Wrt. the pooler, how do you compare with pgbouncer?
I'm interested because I have a postgres instance, low-traffic but still like ... tens of r(eads)ps. I was not running anything close to the machine limits but still added pgbouncer to improve performance and didn't see a noticeable difference. I was stress-testing the machine obv., I'm not talking about the 10 rps, lol.
For context, my numbers were something like 10k rps +/- 1k vanilla postgres and like 9k rps +/- 1k with pgbouncer in front of it. So ... slightly slower but big error bars so I wouldn't say for sure. I ended up not using pgbouncer as the benefit was immaterial.
Also yeah, in case you want to check it out, it's the db that backs this project: https://httpstate.com.
As long as they don't get undercut by the equivalent of AWS https://aws.amazon.com/rds/proxy/ which is a managed pgbouncer.
You’d need a ton of faith in these 3 people.
Feels more like it would work better inside of a bigger organization.

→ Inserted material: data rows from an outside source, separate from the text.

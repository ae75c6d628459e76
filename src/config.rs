//! Construction-time configuration for the grid widget.
//!
//! Every live-mutable parameter of [`crate::GridEdit`] has a field here with a documented
//! default, plus the auto-pan driver settings. Configs load from JSON; missing fields take
//! their defaults.

use crate::constants;
use crate::error::{ConfigError, GridError};
use crate::types::{validate_line_width, validate_spacing, Color};
use serde::{Deserialize, Serialize};
use std::path::Path;

/// Grid widget configuration.
#[derive(Debug, Clone, PartialEq, Serialize, Deserialize)]
#[serde(default)]
pub struct GridEditConfig {
    /// Base spacing in logical units (default 20)
    pub grid_spacing: f64,
    /// Minor cells per major cell (default 5)
    pub major_interval: u32,
    /// Master visibility switch
    pub show_grid: bool,
    /// Minor tier visibility
    pub show_minor_grid: bool,
    /// Major tier visibility
    pub show_major_grid: bool,
    /// Fill behind the grid (default white)
    pub background_color: Color,
    /// Minor stroke width in device pixels (default 0.5)
    pub minor_line_width: f64,
    /// Major stroke width in device pixels (default 1.0)
    pub major_line_width: f64,
    /// Minor stroke color (default light gray)
    pub minor_line_stroke: Color,
    /// Major stroke color (default gray)
    pub major_line_stroke: Color,
    /// Stored scale multiplier (default 3.0)
    pub grid_scale: f64,
    /// Initial horizontal viewport offset
    pub offset_x: f64,
    /// Initial vertical viewport offset
    pub offset_y: f64,
    /// Content layer size relative to the visible bounds (default 3)
    pub oversize_factor: f64,
    /// Automatic panning
    pub auto_pan: AutoPanConfig,
}

impl Default for GridEditConfig {
    fn default() -> Self {
        Self {
            grid_spacing: constants::GRID_SPACING,
            major_interval: constants::MAJOR_INTERVAL,
            show_grid: true,
            show_minor_grid: true,
            show_major_grid: true,
            background_color: Color::WHITE,
            minor_line_width: constants::MINOR_LINE_WIDTH,
            major_line_width: constants::MAJOR_LINE_WIDTH,
            minor_line_stroke: Color::LIGHT_GRAY,
            major_line_stroke: Color::GRAY,
            grid_scale: constants::GRID_SCALE,
            offset_x: 0.0,
            offset_y: 0.0,
            oversize_factor: constants::OVERSIZE_FACTOR,
            auto_pan: AutoPanConfig::default(),
        }
    }
}

/// Automatic panning settings. The same interval and step apply to both axes.
#[derive(Debug, Clone, PartialEq, Serialize, Deserialize)]
#[serde(default)]
pub struct AutoPanConfig {
    /// Pan horizontally on start
    pub horizontal: bool,
    /// Pan vertically on start
    pub vertical: bool,
    /// Milliseconds between ticks
    pub interval_ms: u64,
    /// Offset increment per tick, in logical units
    pub step: f64,
    /// Multiplier applied to the step
    pub speed: f64,
}

impl Default for AutoPanConfig {
    fn default() -> Self {
        Self {
            horizontal: true,
            vertical: false,
            interval_ms: constants::DRIFT_INTERVAL_MS,
            step: constants::DRIFT_STEP,
            speed: 1.0,
        }
    }
}

impl AutoPanConfig {
    /// Checks interval, step and speed.
    pub fn validate(&self) -> Result<(), GridError> {
        if self.interval_ms == 0 {
            return Err(GridError::InvalidInterval);
        }
        if !self.step.is_finite() {
            return Err(GridError::InvalidStep(self.step));
        }
        if !(self.speed.is_finite() && self.speed > 0.0) {
            return Err(GridError::InvalidSpeed(self.speed));
        }
        Ok(())
    }
}

impl GridEditConfig {
    /// Parses a JSON config and validates it.
    pub fn from_json_str(json: &str) -> Result<Self, ConfigError> {
        let config: Self = serde_json::from_str(json)?;
        config.validate()?;
        Ok(config)
    }

    /// Reads, parses and validates a JSON config file.
    pub fn load(path: impl AsRef<Path>) -> Result<Self, ConfigError> {
        let path = path.as_ref();
        let json = std::fs::read_to_string(path).map_err(|source| ConfigError::Io {
            path: path.to_path_buf(),
            source,
        })?;
        let config = Self::from_json_str(&json)?;
        log::debug!("loaded config from {}", path.display());
        Ok(config)
    }

    /// Serializes to pretty-printed JSON.
    pub fn to_json(&self) -> Result<String, ConfigError> {
        Ok(serde_json::to_string_pretty(self)?)
    }

    /// Checks every value the widget would reject.
    pub fn validate(&self) -> Result<(), GridError> {
        if self.major_interval == 0 {
            return Err(GridError::InvalidMajorInterval(self.major_interval));
        }
        validate_spacing(self.grid_spacing)?;
        validate_spacing(self.grid_spacing * f64::from(self.major_interval))?;
        validate_line_width(self.minor_line_width)?;
        validate_line_width(self.major_line_width)?;
        if !(self.grid_scale.is_finite() && self.grid_scale > 0.0) {
            return Err(GridError::InvalidScale(self.grid_scale));
        }
        if !(self.offset_x.is_finite() && self.offset_y.is_finite()) {
            return Err(GridError::NonFiniteOffset {
                x: self.offset_x,
                y: self.offset_y,
            });
        }
        if !(self.oversize_factor.is_finite() && self.oversize_factor >= 1.0) {
            return Err(GridError::InvalidOversizeFactor(self.oversize_factor));
        }
        self.auto_pan.validate()
    }
}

The QA tester in me is kinda risk adverse.
https://github.com/pgdogdev/pgdog/commit/36434f93f03dec1d7d4...
I want to have as much fun as the next developer, but that makes me worry, what with supply chain attacks in the news and all.
- Sage
In all seriousness, we review every single line of code that goes in and only people who work for PgDog Inc are allowed to merge.
i'm sure you'll get 100x comments about "why not just have one fast SSD? it can do 2000 trillion writes/s"
Not quite. The reason "DBs" like those exist is purely due to fashion. Lets not kid ourselves into thinking they do anything better, save the exception of making data hard to access, which might be a project goal in some cases.